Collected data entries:
────────────────

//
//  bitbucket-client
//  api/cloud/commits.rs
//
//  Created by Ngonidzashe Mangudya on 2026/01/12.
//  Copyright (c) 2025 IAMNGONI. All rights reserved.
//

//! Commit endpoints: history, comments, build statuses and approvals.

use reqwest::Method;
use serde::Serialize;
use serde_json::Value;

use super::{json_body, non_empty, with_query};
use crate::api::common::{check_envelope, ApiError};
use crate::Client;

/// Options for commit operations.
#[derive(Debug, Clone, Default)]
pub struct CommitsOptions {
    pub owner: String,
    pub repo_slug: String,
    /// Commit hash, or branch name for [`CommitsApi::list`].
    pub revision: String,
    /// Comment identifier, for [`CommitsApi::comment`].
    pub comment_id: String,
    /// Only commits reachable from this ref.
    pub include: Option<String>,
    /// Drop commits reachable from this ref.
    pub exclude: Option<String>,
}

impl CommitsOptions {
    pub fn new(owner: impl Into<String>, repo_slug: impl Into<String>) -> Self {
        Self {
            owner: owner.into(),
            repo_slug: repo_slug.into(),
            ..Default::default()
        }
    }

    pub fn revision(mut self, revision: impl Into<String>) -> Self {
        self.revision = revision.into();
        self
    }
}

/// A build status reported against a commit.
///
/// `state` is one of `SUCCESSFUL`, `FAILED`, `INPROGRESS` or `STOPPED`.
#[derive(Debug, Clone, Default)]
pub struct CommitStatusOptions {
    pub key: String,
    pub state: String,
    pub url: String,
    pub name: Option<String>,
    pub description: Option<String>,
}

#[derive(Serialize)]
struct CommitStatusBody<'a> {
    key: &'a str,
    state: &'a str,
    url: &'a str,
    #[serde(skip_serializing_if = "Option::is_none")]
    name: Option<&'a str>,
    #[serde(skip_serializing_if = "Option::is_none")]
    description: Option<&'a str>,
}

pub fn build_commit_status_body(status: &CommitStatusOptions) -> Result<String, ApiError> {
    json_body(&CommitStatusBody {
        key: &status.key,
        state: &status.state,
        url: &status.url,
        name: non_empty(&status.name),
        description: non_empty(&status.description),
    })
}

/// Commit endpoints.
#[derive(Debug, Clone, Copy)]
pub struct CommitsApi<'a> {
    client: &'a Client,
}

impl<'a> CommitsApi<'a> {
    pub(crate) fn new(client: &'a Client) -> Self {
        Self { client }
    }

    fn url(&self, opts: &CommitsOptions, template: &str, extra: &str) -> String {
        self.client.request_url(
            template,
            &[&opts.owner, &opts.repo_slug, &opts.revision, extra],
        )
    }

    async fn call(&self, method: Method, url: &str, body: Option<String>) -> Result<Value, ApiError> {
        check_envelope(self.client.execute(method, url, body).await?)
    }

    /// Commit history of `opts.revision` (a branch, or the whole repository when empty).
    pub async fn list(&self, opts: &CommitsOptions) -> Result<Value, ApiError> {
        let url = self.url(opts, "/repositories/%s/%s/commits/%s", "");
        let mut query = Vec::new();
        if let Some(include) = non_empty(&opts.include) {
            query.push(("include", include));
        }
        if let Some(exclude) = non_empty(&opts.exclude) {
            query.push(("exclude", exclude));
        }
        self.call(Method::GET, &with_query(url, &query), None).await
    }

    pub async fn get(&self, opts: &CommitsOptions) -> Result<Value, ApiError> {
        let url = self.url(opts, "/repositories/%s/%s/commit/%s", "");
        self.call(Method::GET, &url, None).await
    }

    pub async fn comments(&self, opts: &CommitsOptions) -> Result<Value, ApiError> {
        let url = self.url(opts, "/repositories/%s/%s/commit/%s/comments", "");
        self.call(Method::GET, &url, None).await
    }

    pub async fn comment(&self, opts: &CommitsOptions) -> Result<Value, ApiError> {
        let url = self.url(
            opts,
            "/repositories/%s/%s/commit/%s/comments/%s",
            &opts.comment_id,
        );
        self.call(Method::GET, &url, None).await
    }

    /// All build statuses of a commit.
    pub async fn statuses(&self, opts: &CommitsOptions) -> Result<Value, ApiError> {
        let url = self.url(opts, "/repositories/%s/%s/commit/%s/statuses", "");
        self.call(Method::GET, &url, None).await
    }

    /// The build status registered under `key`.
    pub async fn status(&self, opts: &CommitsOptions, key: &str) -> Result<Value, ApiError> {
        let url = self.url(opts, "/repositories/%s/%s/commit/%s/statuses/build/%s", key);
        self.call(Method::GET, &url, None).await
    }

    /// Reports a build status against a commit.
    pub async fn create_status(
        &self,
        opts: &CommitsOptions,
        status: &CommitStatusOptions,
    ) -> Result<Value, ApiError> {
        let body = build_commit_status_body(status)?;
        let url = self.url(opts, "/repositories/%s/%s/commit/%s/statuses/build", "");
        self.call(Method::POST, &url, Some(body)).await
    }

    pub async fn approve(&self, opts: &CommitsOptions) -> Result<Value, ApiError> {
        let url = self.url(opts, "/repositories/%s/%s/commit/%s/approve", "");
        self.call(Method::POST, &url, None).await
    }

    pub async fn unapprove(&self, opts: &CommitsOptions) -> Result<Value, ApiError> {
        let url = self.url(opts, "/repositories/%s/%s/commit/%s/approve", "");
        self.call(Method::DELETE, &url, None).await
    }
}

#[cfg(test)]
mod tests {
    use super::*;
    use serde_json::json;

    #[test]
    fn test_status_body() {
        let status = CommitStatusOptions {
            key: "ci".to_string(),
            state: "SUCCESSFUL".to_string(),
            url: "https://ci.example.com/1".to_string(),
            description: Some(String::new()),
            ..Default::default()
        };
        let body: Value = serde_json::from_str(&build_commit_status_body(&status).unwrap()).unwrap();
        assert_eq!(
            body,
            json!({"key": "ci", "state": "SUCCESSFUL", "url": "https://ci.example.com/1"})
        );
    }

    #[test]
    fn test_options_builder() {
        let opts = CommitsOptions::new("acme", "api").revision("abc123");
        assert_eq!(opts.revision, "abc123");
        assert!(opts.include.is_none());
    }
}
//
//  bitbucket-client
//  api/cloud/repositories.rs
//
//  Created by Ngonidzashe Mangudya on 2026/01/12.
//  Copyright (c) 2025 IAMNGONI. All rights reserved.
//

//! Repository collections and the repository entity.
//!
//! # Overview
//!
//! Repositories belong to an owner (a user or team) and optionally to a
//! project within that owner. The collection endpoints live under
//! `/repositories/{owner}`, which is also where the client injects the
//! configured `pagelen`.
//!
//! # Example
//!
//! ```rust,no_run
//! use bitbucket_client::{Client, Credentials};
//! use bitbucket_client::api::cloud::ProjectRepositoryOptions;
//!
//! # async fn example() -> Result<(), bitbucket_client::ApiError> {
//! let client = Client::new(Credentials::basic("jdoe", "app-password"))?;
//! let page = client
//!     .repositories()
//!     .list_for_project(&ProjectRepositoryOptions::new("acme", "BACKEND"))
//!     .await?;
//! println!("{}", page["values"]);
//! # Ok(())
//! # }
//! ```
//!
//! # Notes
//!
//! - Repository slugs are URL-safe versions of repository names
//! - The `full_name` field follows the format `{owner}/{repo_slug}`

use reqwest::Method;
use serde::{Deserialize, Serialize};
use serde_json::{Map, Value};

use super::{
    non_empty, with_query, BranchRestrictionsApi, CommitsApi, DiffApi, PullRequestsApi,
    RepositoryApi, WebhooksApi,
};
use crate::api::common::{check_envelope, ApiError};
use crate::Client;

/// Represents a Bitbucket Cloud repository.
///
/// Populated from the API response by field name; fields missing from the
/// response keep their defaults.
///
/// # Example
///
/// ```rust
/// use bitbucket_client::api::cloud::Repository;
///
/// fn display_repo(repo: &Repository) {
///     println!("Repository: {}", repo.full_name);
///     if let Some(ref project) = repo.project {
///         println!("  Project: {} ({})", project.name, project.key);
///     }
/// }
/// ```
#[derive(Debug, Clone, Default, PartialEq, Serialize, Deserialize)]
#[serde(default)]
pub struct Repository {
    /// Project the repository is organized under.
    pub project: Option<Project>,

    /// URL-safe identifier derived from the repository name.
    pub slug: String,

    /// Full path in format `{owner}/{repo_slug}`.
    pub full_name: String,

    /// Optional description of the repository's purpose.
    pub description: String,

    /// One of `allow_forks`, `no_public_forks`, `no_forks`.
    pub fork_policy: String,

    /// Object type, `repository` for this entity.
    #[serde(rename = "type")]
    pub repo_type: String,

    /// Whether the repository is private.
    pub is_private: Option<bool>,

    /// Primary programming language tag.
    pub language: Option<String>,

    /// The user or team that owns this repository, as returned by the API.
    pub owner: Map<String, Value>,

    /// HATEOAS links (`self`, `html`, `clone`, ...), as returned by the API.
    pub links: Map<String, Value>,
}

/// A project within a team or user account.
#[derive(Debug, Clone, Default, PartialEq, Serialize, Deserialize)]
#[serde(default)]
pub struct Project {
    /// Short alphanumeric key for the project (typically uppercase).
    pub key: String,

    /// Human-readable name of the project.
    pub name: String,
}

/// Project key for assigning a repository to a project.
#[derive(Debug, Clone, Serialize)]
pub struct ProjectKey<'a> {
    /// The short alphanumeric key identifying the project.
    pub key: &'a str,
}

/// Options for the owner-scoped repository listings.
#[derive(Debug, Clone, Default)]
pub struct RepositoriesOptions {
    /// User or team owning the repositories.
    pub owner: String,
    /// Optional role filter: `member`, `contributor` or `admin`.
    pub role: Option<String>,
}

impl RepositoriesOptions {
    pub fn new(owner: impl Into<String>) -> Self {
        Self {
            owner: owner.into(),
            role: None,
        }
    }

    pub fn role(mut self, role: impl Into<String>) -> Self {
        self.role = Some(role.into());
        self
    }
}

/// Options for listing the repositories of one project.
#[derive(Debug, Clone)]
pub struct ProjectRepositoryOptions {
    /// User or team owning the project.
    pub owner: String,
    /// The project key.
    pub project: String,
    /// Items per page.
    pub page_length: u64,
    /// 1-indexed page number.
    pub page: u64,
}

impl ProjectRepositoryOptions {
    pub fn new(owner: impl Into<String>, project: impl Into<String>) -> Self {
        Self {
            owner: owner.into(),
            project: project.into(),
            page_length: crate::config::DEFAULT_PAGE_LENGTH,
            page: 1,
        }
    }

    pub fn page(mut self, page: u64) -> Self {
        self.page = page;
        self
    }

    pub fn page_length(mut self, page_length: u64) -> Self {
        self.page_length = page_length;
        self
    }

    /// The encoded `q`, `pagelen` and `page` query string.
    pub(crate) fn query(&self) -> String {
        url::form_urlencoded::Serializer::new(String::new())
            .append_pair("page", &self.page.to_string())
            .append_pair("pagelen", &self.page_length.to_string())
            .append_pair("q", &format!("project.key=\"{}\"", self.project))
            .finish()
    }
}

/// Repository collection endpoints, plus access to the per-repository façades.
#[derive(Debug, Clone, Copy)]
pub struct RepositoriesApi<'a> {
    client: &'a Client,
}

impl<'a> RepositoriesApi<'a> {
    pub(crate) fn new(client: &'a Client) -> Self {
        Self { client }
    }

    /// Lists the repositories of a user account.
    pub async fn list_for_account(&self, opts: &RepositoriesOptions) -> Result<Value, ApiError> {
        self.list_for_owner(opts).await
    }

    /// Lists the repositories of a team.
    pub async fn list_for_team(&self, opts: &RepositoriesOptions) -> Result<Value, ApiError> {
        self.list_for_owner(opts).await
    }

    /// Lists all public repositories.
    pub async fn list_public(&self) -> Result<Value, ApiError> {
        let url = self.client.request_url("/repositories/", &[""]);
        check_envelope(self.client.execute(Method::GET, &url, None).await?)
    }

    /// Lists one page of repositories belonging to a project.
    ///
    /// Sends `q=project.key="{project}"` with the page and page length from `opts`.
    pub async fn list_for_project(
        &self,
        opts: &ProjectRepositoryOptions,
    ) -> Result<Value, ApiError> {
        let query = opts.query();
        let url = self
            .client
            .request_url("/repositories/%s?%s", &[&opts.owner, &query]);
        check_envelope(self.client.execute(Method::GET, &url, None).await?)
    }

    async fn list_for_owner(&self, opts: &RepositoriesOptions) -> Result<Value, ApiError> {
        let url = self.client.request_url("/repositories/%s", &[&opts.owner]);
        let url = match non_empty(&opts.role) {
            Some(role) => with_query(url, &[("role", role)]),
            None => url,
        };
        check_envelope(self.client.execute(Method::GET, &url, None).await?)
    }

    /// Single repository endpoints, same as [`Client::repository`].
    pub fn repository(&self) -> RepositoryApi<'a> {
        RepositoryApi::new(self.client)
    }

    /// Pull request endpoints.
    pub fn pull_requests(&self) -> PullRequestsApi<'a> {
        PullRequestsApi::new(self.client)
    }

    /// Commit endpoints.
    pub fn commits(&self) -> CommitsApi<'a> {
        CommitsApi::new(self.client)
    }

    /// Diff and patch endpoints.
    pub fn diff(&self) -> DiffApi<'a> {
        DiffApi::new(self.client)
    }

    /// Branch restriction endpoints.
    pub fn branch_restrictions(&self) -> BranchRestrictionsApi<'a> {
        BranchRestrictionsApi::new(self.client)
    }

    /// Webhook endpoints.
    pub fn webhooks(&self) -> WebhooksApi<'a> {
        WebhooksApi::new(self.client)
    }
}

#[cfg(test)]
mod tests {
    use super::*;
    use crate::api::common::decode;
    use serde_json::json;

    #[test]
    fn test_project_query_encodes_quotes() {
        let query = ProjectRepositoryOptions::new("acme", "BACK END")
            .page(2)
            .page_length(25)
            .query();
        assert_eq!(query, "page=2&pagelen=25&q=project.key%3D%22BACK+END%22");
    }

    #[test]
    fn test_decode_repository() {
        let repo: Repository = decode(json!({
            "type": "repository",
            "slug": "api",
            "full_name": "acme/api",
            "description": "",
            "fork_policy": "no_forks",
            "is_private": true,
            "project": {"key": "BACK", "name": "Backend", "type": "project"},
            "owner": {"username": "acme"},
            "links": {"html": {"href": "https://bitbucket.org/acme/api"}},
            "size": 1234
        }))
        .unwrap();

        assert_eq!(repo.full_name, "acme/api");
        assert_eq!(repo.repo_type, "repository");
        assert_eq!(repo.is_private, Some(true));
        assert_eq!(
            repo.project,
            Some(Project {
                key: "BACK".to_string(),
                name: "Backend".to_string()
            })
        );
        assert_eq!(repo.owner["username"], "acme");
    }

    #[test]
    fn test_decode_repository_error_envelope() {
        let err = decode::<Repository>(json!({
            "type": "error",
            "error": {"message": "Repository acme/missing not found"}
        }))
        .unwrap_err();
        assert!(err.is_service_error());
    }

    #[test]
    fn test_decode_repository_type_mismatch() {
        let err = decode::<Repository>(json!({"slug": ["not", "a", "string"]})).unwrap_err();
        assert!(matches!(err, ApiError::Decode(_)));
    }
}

────────────────

Please say how many lines in the records above contain the word "POST", giving the number alone.

2